[Start of Attachment]

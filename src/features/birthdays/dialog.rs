//! Dialog state shared by concurrent handler invocations
//!
//! Holds the pending `/add` per conversation and the registry of outstanding
//! prompts. Owned by one flow engine instance; nothing here is process-global.
//!
//! A conversation has at most one live prompt and one awaited reply per flow.
//! Opening a new one retires the previous, so the registry stays bounded by
//! the number of conversations.

use dashmap::DashMap;
use uuid::Uuid;

use super::model::ConversationId;
use super::transport::MessageId;

/// Correlation token carried by every keyboard the bot sends
pub type FlowToken = Uuid;

/// Command whose search results the flow is collecting
#[derive(Debug, Clone, Copy, PartialEq, Eq, Hash)]
pub enum Action {
    Search,
    Remove,
    Edit,
}

impl Action {
    /// Command word without the slash
    pub fn command(&self) -> &'static str {
        match self {
            Action::Search => "search",
            Action::Remove => "remove",
            Action::Edit => "edit",
        }
    }
}

/// Two-step date picker: month first, then a day valid for that month
#[derive(Debug, Clone, Copy, PartialEq, Eq)]
pub enum DateStep {
    Month,
    Day { month: u32 },
}

/// Where a flow is waiting for input
#[derive(Debug, Clone, PartialEq, Eq)]
pub enum Stage {
    /// `/add` waiting for its date
    AddDate(DateStep),
    /// Search type picker
    Mode(Action),
    Day(Action),
    Month(Action),
    Date(Action, DateStep),
    /// Free-text reply naming who to look up
    Name(Action),
    /// Selection list feeding deletions; stays open after each removal
    RemovePick,
    EditPick,
    EditField { name: String },
    /// Free-text reply carrying the new name
    Rename { name: String },
    Reschedule { name: String, step: DateStep },
}

impl Stage {
    /// Flow label used in log lines
    pub fn flow(&self) -> &'static str {
        match self {
            Stage::AddDate(_) => "add",
            Stage::Mode(action)
            | Stage::Day(action)
            | Stage::Month(action)
            | Stage::Date(action, _)
            | Stage::Name(action) => action.command(),
            Stage::RemovePick => "remove",
            Stage::EditPick
            | Stage::EditField { .. }
            | Stage::Rename { .. }
            | Stage::Reschedule { .. } => "edit",
        }
    }
}

#[derive(Debug, Clone, PartialEq, Eq)]
pub struct PendingAdd {
    pub conversation_id: ConversationId,
    pub name: String,
}

#[derive(Debug, Clone)]
struct Prompt {
    conversation_id: ConversationId,
    stage: Stage,
}

/// Slot holding the one live prompt or reply of a flow in a conversation
type FlowSlot = (ConversationId, &'static str);

#[derive(Default)]
pub struct DialogState {
    pending: DashMap<ConversationId, PendingAdd>,
    prompts: DashMap<FlowToken, Prompt>,
    live_prompts: DashMap<FlowSlot, FlowToken>,
    replies: DashMap<(ConversationId, MessageId), Stage>,
    live_replies: DashMap<FlowSlot, MessageId>,
}

impl DialogState {
    pub fn new() -> Self {
        Self::default()
    }

    /// Record the name an `/add` is waiting to date. Overwrites any earlier one.
    pub fn set_pending(&self, conversation_id: ConversationId, name: impl Into<String>) {
        self.pending.insert(
            conversation_id,
            PendingAdd {
                conversation_id,
                name: name.into(),
            },
        );
    }

    /// Atomically remove and return the pending add for a conversation
    pub fn take_pending(&self, conversation_id: ConversationId) -> Option<PendingAdd> {
        self.pending.remove(&conversation_id).map(|(_, pending)| pending)
    }

    /// Name of the pending add without consuming it
    pub fn peek_pending(&self, conversation_id: ConversationId) -> Option<String> {
        self.pending.get(&conversation_id).map(|pending| pending.name.clone())
    }

    pub fn pending_count(&self) -> usize {
        self.pending.len()
    }

    /// Register a keyboard prompt and return the token its buttons must carry.
    /// Any earlier prompt of the same flow in this conversation goes stale.
    pub fn open_prompt(&self, conversation_id: ConversationId, stage: Stage) -> FlowToken {
        let token = Uuid::new_v4();
        let slot = (conversation_id, stage.flow());
        self.prompts.insert(
            token,
            Prompt {
                conversation_id,
                stage,
            },
        );
        if let Some(previous) = self.live_prompts.insert(slot, token) {
            self.prompts.remove(&previous);
        }
        token
    }

    /// Current stage of a prompt, if the token is live and belongs to this conversation
    pub fn prompt_stage(&self, token: FlowToken, conversation_id: ConversationId) -> Option<Stage> {
        self.prompts
            .get(&token)
            .filter(|prompt| prompt.conversation_id == conversation_id)
            .map(|prompt| prompt.stage.clone())
    }

    /// Move a live prompt to its next stage. Returns false if the token is gone.
    pub fn advance_prompt(&self, token: FlowToken, conversation_id: ConversationId, stage: Stage) -> bool {
        match self.prompts.get_mut(&token) {
            Some(mut prompt) if prompt.conversation_id == conversation_id => {
                prompt.stage = stage;
                true
            }
            _ => false,
        }
    }

    /// Retire a prompt so later presses on it are ignored
    pub fn close_prompt(&self, token: FlowToken, conversation_id: ConversationId) -> Option<Stage> {
        let (_, prompt) = self
            .prompts
            .remove_if(&token, |_, prompt| prompt.conversation_id == conversation_id)?;
        self.live_prompts
            .remove_if(&(conversation_id, prompt.stage.flow()), |_, live| *live == token);
        Some(prompt.stage)
    }

    pub fn open_prompt_count(&self) -> usize {
        self.prompts.len()
    }

    /// Expect a free-text reply to `message_id`, replacing the flow's earlier one
    pub fn await_reply(&self, conversation_id: ConversationId, message_id: MessageId, stage: Stage) {
        let slot = (conversation_id, stage.flow());
        self.replies.insert((conversation_id, message_id), stage);
        if let Some(previous) = self.live_replies.insert(slot, message_id) {
            if previous != message_id {
                self.replies.remove(&(conversation_id, previous));
            }
        }
    }

    /// Consume the stage a reply to `message_id` answers
    pub fn take_reply(&self, conversation_id: ConversationId, message_id: MessageId) -> Option<Stage> {
        let (_, stage) = self.replies.remove(&(conversation_id, message_id))?;
        self.live_replies
            .remove_if(&(conversation_id, stage.flow()), |_, live| *live == message_id);
        Some(stage)
    }

    pub fn awaited_reply_count(&self) -> usize {
        self.replies.len()
    }
}
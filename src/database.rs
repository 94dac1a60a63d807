//! # SQLite Record Store
//!
//! Persists birthdays in a single SQLite file. Statements are serialized behind
//! an async mutex; each operation is one statement, so no transactions are needed.
//!
//! - **Version**: 1.0.0
//! - **Since**: 1.0.0
//! - **Toggleable**: false

use std::sync::Arc;

use anyhow::{Context, Result};
use async_trait::async_trait;
use log::{debug, info};
use sqlite::{Connection, State, Statement};
use tokio::sync::Mutex;

use crate::core::StoreError;
use crate::features::birthdays::query::{Filter, ORDER_BY};
use crate::features::birthdays::{Birthday, BirthdayStore, ConversationId};

/// SQLITE_CONSTRAINT primary result code
const SQLITE_CONSTRAINT: isize = 19;

const SCHEMA: &str = "
    CREATE TABLE IF NOT EXISTS birthdays (
        chat_id INTEGER NOT NULL,
        name TEXT NOT NULL,
        day INTEGER NOT NULL,
        month INTEGER NOT NULL,
        UNIQUE (chat_id, name)
    );
    CREATE INDEX IF NOT EXISTS idx_birthdays_calendar ON birthdays (month, day);
    CREATE TABLE IF NOT EXISTS accounts (
        login TEXT PRIMARY KEY,
        password TEXT NOT NULL
    );
";

const INSERT_SQL: &str = "INSERT INTO birthdays (chat_id, name, day, month) VALUES (?1, ?2, ?3, ?4)";
const SELECT_NAME_SQL: &str =
    "SELECT chat_id, name, day, month FROM birthdays WHERE chat_id = ?1 AND name = ?2";
const SELECT_ON_SQL: &str = "SELECT chat_id, name, day, month FROM birthdays WHERE day = ?1 AND month = ?2";
const SELECT_SCOPED_SQL: &str = "SELECT chat_id, name, day, month FROM birthdays WHERE chat_id = ?1";
const UPDATE_NAME_SQL: &str = "UPDATE birthdays SET name = ?1 WHERE chat_id = ?2 AND name = ?3";
const UPDATE_DATE_SQL: &str =
    "UPDATE birthdays SET day = ?1, month = ?2 WHERE chat_id = ?3 AND name = ?4";
const DELETE_SQL: &str = "DELETE FROM birthdays WHERE chat_id = ?1 AND name = ?2";
const AUTH_SQL: &str = "SELECT password FROM accounts WHERE login = ?1";

#[derive(Clone)]
pub struct Database {
    connection: Arc<Mutex<Connection>>,
}

impl Database {
    /// Open (or create) the database file and make sure the schema exists.
    /// `:memory:` gives a private in-memory database.
    pub async fn new(path: &str) -> Result<Self> {
        let connection =
            sqlite::open(path).with_context(|| format!("Failed to open database at {path}"))?;
        connection
            .execute(SCHEMA)
            .context("Failed to initialize birthday schema")?;

        info!("💾 Database ready at {path}");
        Ok(Database {
            connection: Arc::new(Mutex::new(connection)),
        })
    }

    /// Stored password for a login, if any.
    ///
    /// Not used by any dialog flow; kept for a future authentication hook.
    pub async fn password_for(&self, login: &str) -> Result<Option<String>, StoreError> {
        let connection = self.connection.lock().await;
        let mut statement = connection.prepare(AUTH_SQL)?;
        statement.bind((1, login))?;
        if let State::Row = statement.next()? {
            Ok(Some(statement.read::<String, _>(0)?))
        } else {
            Ok(None)
        }
    }

    fn execute_keyed(connection: &Connection, statement: Statement<'_>) -> Result<bool, StoreError> {
        let mut statement = statement;
        while let State::Row = statement.next()? {}
        drop(statement);
        Ok(Self::changes(connection)? > 0)
    }

    fn changes(connection: &Connection) -> Result<i64, StoreError> {
        let mut statement = connection.prepare("SELECT changes()")?;
        statement.next()?;
        Ok(statement.read::<i64, _>(0)?)
    }

    fn collect(mut statement: Statement<'_>) -> Result<Vec<Birthday>, StoreError> {
        let mut birthdays = Vec::new();
        while let State::Row = statement.next()? {
            birthdays.push(Self::read_birthday(&statement)?);
        }
        Ok(birthdays)
    }

    fn read_birthday(statement: &Statement<'_>) -> Result<Birthday, StoreError> {
        let conversation_id = statement.read::<i64, _>(0)?;
        let name = statement.read::<String, _>(1)?;
        let day = statement.read::<i64, _>(2)?;
        let month = statement.read::<i64, _>(3)?;

        let day = u32::try_from(day)
            .map_err(|_| StoreError::Corrupt(format!("day {day} for '{name}'")))?;
        let month = u32::try_from(month)
            .map_err(|_| StoreError::Corrupt(format!("month {month} for '{name}'")))?;

        Ok(Birthday {
            conversation_id,
            name,
            day,
            month,
        })
    }

    fn is_constraint_violation(err: &sqlite::Error) -> bool {
        // Extended result codes keep the primary code in the low byte
        err.code.map(|code| code & 0xff) == Some(SQLITE_CONSTRAINT)
    }
}

#[async_trait]
impl BirthdayStore for Database {
    async fn create(&self, birthday: &Birthday) -> Result<(), StoreError> {
        let connection = self.connection.lock().await;
        let mut statement = connection.prepare(INSERT_SQL)?;
        statement.bind((1, birthday.conversation_id))?;
        statement.bind((2, birthday.name.as_str()))?;
        statement.bind((3, i64::from(birthday.day)))?;
        statement.bind((4, i64::from(birthday.month)))?;

        match statement.next() {
            Ok(_) => {
                debug!(
                    "[{}] Inserted birthday '{}' ({})",
                    birthday.conversation_id,
                    birthday.name,
                    birthday.date_label()
                );
                Ok(())
            }
            Err(e) if Self::is_constraint_violation(&e) => Err(StoreError::DuplicateKey {
                conversation_id: birthday.conversation_id,
                name: birthday.name.clone(),
            }),
            Err(e) => Err(e.into()),
        }
    }

    async fn find_by_name(
        &self,
        conversation_id: ConversationId,
        name: &str,
    ) -> Result<Option<Birthday>, StoreError> {
        let connection = self.connection.lock().await;
        let mut statement = connection.prepare(SELECT_NAME_SQL)?;
        statement.bind((1, conversation_id))?;
        statement.bind((2, name))?;

        if let State::Row = statement.next()? {
            Ok(Some(Self::read_birthday(&statement)?))
        } else {
            Ok(None)
        }
    }

    async fn find_on_calendar_day(&self, day: u32, month: u32) -> Result<Vec<Birthday>, StoreError> {
        let connection = self.connection.lock().await;
        let mut statement = connection.prepare(SELECT_ON_SQL)?;
        statement.bind((1, i64::from(day)))?;
        statement.bind((2, i64::from(month)))?;
        Self::collect(statement)
    }

    async fn search(
        &self,
        conversation_id: ConversationId,
        filter: &Filter,
    ) -> Result<Vec<Birthday>, StoreError> {
        let sql = format!("{SELECT_SCOPED_SQL}{}{ORDER_BY}", filter.predicate());

        let connection = self.connection.lock().await;
        let mut statement = connection.prepare(sql)?;
        statement.bind((1, conversation_id))?;
        match filter {
            Filter::All => {}
            Filter::NameContains(pattern) => statement.bind((2, pattern.as_str()))?,
            Filter::Day(day) => statement.bind((2, i64::from(*day)))?,
            Filter::Month(month) => statement.bind((2, i64::from(*month)))?,
            Filter::Date { day, month } => {
                statement.bind((2, i64::from(*day)))?;
                statement.bind((3, i64::from(*month)))?;
            }
        }
        Self::collect(statement)
    }

    async fn rename(
        &self,
        conversation_id: ConversationId,
        old_name: &str,
        new_name: &str,
    ) -> Result<bool, StoreError> {
        let connection = self.connection.lock().await;
        let mut statement = connection.prepare(UPDATE_NAME_SQL)?;
        statement.bind((1, new_name))?;
        statement.bind((2, conversation_id))?;
        statement.bind((3, old_name))?;

        match Self::execute_keyed(&connection, statement) {
            Err(StoreError::Sqlite(e)) if Self::is_constraint_violation(&e) => {
                Err(StoreError::DuplicateKey {
                    conversation_id,
                    name: new_name.to_string(),
                })
            }
            other => other,
        }
    }

    async fn reschedule(
        &self,
        conversation_id: ConversationId,
        name: &str,
        day: u32,
        month: u32,
    ) -> Result<bool, StoreError> {
        let connection = self.connection.lock().await;
        let mut statement = connection.prepare(UPDATE_DATE_SQL)?;
        statement.bind((1, i64::from(day)))?;
        statement.bind((2, i64::from(month)))?;
        statement.bind((3, conversation_id))?;
        statement.bind((4, name))?;
        Self::execute_keyed(&connection, statement)
    }

    async fn delete(&self, conversation_id: ConversationId, name: &str) -> Result<bool, StoreError> {
        let connection = self.connection.lock().await;
        let mut statement = connection.prepare(DELETE_SQL)?;
        statement.bind((1, conversation_id))?;
        statement.bind((2, name))?;
        Self::execute_keyed(&connection, statement)
    }
}
//! Query routing: search descriptors to store predicates
//!
//! Pure mapping with no side effects. Every filter is executed with the same
//! calendar ordering so listings read January to December.

use crate::core::FlowError;

use super::model::{is_valid_date, SearchMode, SearchQuery};

/// Calendar ordering applied to every conversation search
pub const ORDER_BY: &str = " ORDER BY month, day";

/// Store predicate selected for a search
#[derive(Debug, Clone, PartialEq, Eq)]
pub enum Filter {
    All,
    /// Case-folded LIKE pattern, already wrapped in wildcards
    NameContains(String),
    Day(u32),
    Month(u32),
    Date { day: u32, month: u32 },
}

impl Filter {
    /// SQL predicate appended after the conversation scope (`chat_id = ?`).
    /// Parameters continue from `?2`.
    pub fn predicate(&self) -> &'static str {
        match self {
            Filter::All => "",
            Filter::NameContains(_) => " AND LOWER(name) LIKE ?2 ESCAPE '\\'",
            Filter::Day(_) => " AND day = ?2",
            Filter::Month(_) => " AND month = ?2",
            Filter::Date { .. } => " AND day = ?2 AND month = ?3",
        }
    }
}

/// Pick the store predicate for a query
///
/// Fails with `InvalidInput` when the field the mode depends on is missing or
/// out of range.
pub fn route(query: &SearchQuery) -> Result<Filter, FlowError> {
    match query.mode {
        SearchMode::All => Ok(Filter::All),
        SearchMode::Name => {
            let name = query
                .name
                .as_deref()
                .map(str::trim)
                .filter(|n| !n.is_empty())
                .ok_or_else(|| FlowError::InvalidInput("name search without a name".to_string()))?;
            Ok(Filter::NameContains(contains_pattern(name)))
        }
        SearchMode::Day => match query.day {
            Some(day) if (1..=31).contains(&day) => Ok(Filter::Day(day)),
            other => Err(FlowError::InvalidInput(format!("day {other:?}"))),
        },
        SearchMode::Month => match query.month {
            Some(month) if (1..=12).contains(&month) => Ok(Filter::Month(month)),
            other => Err(FlowError::InvalidInput(format!("month {other:?}"))),
        },
        SearchMode::Date => match (query.day, query.month) {
            (Some(day), Some(month)) if is_valid_date(day, month) => Ok(Filter::Date { day, month }),
            other => Err(FlowError::InvalidInput(format!("date {other:?}"))),
        },
    }
}

/// `%name%`, lower-cased, with LIKE metacharacters escaped
pub fn contains_pattern(name: &str) -> String {
    let mut pattern = String::with_capacity(name.len() + 2);
    pattern.push('%');
    for ch in name.to_lowercase().chars() {
        if matches!(ch, '%' | '_' | '\\') {
            pattern.push('\\');
        }
        pattern.push(ch);
    }
    pattern.push('%');
    pattern
}

#[cfg(test)]
mod tests {
    use super::*;

    #[test]
    fn test_all_has_no_predicate() {
        assert_eq!(route(&SearchQuery::all(1)).unwrap(), Filter::All);
        assert_eq!(Filter::All.predicate(), "");
    }

    #[test]
    fn test_name_pattern_is_case_folded_contains() {
        let filter = route(&SearchQuery::by_name(1, "AN")).unwrap();
        assert_eq!(filter, Filter::NameContains("%an%".to_string()));
    }

    #[test]
    fn test_name_pattern_escapes_wildcards() {
        assert_eq!(contains_pattern("50%_off"), "%50\\%\\_off%");
        assert_eq!(contains_pattern("C:\\x"), "%c:\\\\x%");
    }

    #[test]
    fn test_blank_name_is_invalid_input() {
        let err = route(&SearchQuery::by_name(1, "  ")).unwrap_err();
        assert!(matches!(err, FlowError::InvalidInput(_)));
    }

    #[test]
    fn test_numeric_modes() {
        assert_eq!(route(&SearchQuery::by_day(1, 31)).unwrap(), Filter::Day(31));
        assert_eq!(route(&SearchQuery::by_month(1, 12)).unwrap(), Filter::Month(12));
        assert_eq!(
            route(&SearchQuery::by_date(1, 29, 2)).unwrap(),
            Filter::Date { day: 29, month: 2 }
        );

        assert!(route(&SearchQuery::by_day(1, 0)).is_err());
        assert!(route(&SearchQuery::by_month(1, 13)).is_err());
        assert!(route(&SearchQuery::by_date(1, 31, 4)).is_err());
    }

    #[test]
    fn test_missing_field_for_mode() {
        let mut query = SearchQuery::all(1);
        query.mode = SearchMode::Month;
        assert!(matches!(route(&query), Err(FlowError::InvalidInput(_))));
    }

    #[test]
    fn test_date_predicate_binds_day_then_month() {
        assert_eq!(
            Filter::Date { day: 1, month: 2 }.predicate(),
            " AND day = ?2 AND month = ?3"
        );
    }
}
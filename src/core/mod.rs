//! # Core Module
//!
//! Configuration, error taxonomy, and message utilities shared by every layer.
//!
//! - **Version**: 1.0.0
//! - **Since**: 1.0.0
//! - **Toggleable**: false

pub mod config;
pub mod error;
pub mod response;

// Re-export commonly used items
pub use config::Config;
pub use error::{FlowError, StoreError};
pub use response::{chunk_for_message, chunk_text, MESSAGE_LIMIT};
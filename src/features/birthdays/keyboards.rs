//! Picker keyboards for the dialog flows
//!
//! Values are what callbacks echo back. Numbers are plain decimal strings,
//! birthday entries carry their name behind [`NAME_PREFIX`] so that a person
//! called "cancel" can still be picked.

use super::dialog::FlowToken;
use super::model::{days_in_month, Birthday};
use super::transport::{Choice, Keyboard};

/// Placeholder cell value; selecting it is a no-op
pub const BLANK: &str = " ";
pub const CANCEL: &str = "cancel";
pub const NAME_PREFIX: char = '=';

const MONTH_ABBREVIATIONS: [&str; 12] = [
    "Jan", "Feb", "Mar", "Apr", "May", "Jun", "Jul", "Aug", "Sep", "Oct", "Nov", "Dec",
];

/// What a picker callback asked for
#[derive(Debug, Clone, PartialEq, Eq)]
pub enum Selection<T> {
    Blank,
    Cancel,
    Value(T),
}

impl<T> Selection<T> {
    /// Decode a callback value; `None` when it is neither a sentinel nor a valid `T`
    pub fn parse(raw: &str, value: impl FnOnce(&str) -> Option<T>) -> Option<Self> {
        match raw {
            BLANK => Some(Selection::Blank),
            CANCEL => Some(Selection::Cancel),
            other => value(other).map(Selection::Value),
        }
    }
}

pub fn parse_number(raw: &str) -> Option<u32> {
    raw.trim().parse().ok()
}

pub fn parse_name(raw: &str) -> Option<String> {
    raw.strip_prefix(NAME_PREFIX)
        .filter(|name| !name.is_empty())
        .map(str::to_string)
}

fn cancel_row() -> Vec<Choice> {
    vec![Choice::new("Cancel", CANCEL)]
}

/// all / name / day / month / date / cancel
pub fn mode_picker(token: FlowToken) -> Keyboard {
    Keyboard {
        token,
        rows: vec![
            vec![Choice::new("All", "all"), Choice::new("Name", "name")],
            vec![
                Choice::new("Day", "day"),
                Choice::new("Month", "month"),
                Choice::new("Date", "date"),
            ],
            cancel_row(),
        ],
    }
}

/// Twelve months, three per row
pub fn month_picker(token: FlowToken) -> Keyboard {
    let mut rows: Vec<Vec<Choice>> = MONTH_ABBREVIATIONS
        .chunks(3)
        .enumerate()
        .map(|(row, names)| {
            names
                .iter()
                .enumerate()
                .map(|(col, name)| Choice::new(*name, (row * 3 + col + 1).to_string()))
                .collect()
        })
        .collect();
    rows.push(cancel_row());
    Keyboard { token, rows }
}

/// Days 1..=`days` laid out as a seven-column grid padded with blanks
pub fn day_picker(token: FlowToken, days: u32) -> Keyboard {
    let cells: Vec<Choice> = (1..=days)
        .map(|day| Choice::new(day.to_string(), day.to_string()))
        .collect();

    let mut rows: Vec<Vec<Choice>> = cells.chunks(7).map(|row| row.to_vec()).collect();
    if let Some(last) = rows.last_mut() {
        last.resize_with(7, Choice::blank);
    }
    rows.push(cancel_row());
    Keyboard { token, rows }
}

/// Day picker sized for a month; February offers the 29th
pub fn day_picker_for_month(token: FlowToken, month: u32) -> Keyboard {
    day_picker(token, days_in_month(month))
}

/// One entry per birthday, then cancel
pub fn birthday_picker(token: FlowToken, birthdays: &[Birthday]) -> Keyboard {
    let mut rows: Vec<Vec<Choice>> = birthdays
        .iter()
        .map(|b| vec![Choice::new(b.to_string(), format!("{NAME_PREFIX}{}", b.name))])
        .collect();
    rows.push(cancel_row());
    Keyboard { token, rows }
}

/// name / date / cancel
pub fn edit_field_picker(token: FlowToken) -> Keyboard {
    Keyboard {
        token,
        rows: vec![
            vec![Choice::new("Name", "name"), Choice::new("Date", "date")],
            cancel_row(),
        ],
    }
}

[End of Attachment]

Assignment: Every line with the string "while" in the material should be returned.

Solution for this task:
        while let State::Row = statement.next()? {}
        while let State::Row = statement.next()? {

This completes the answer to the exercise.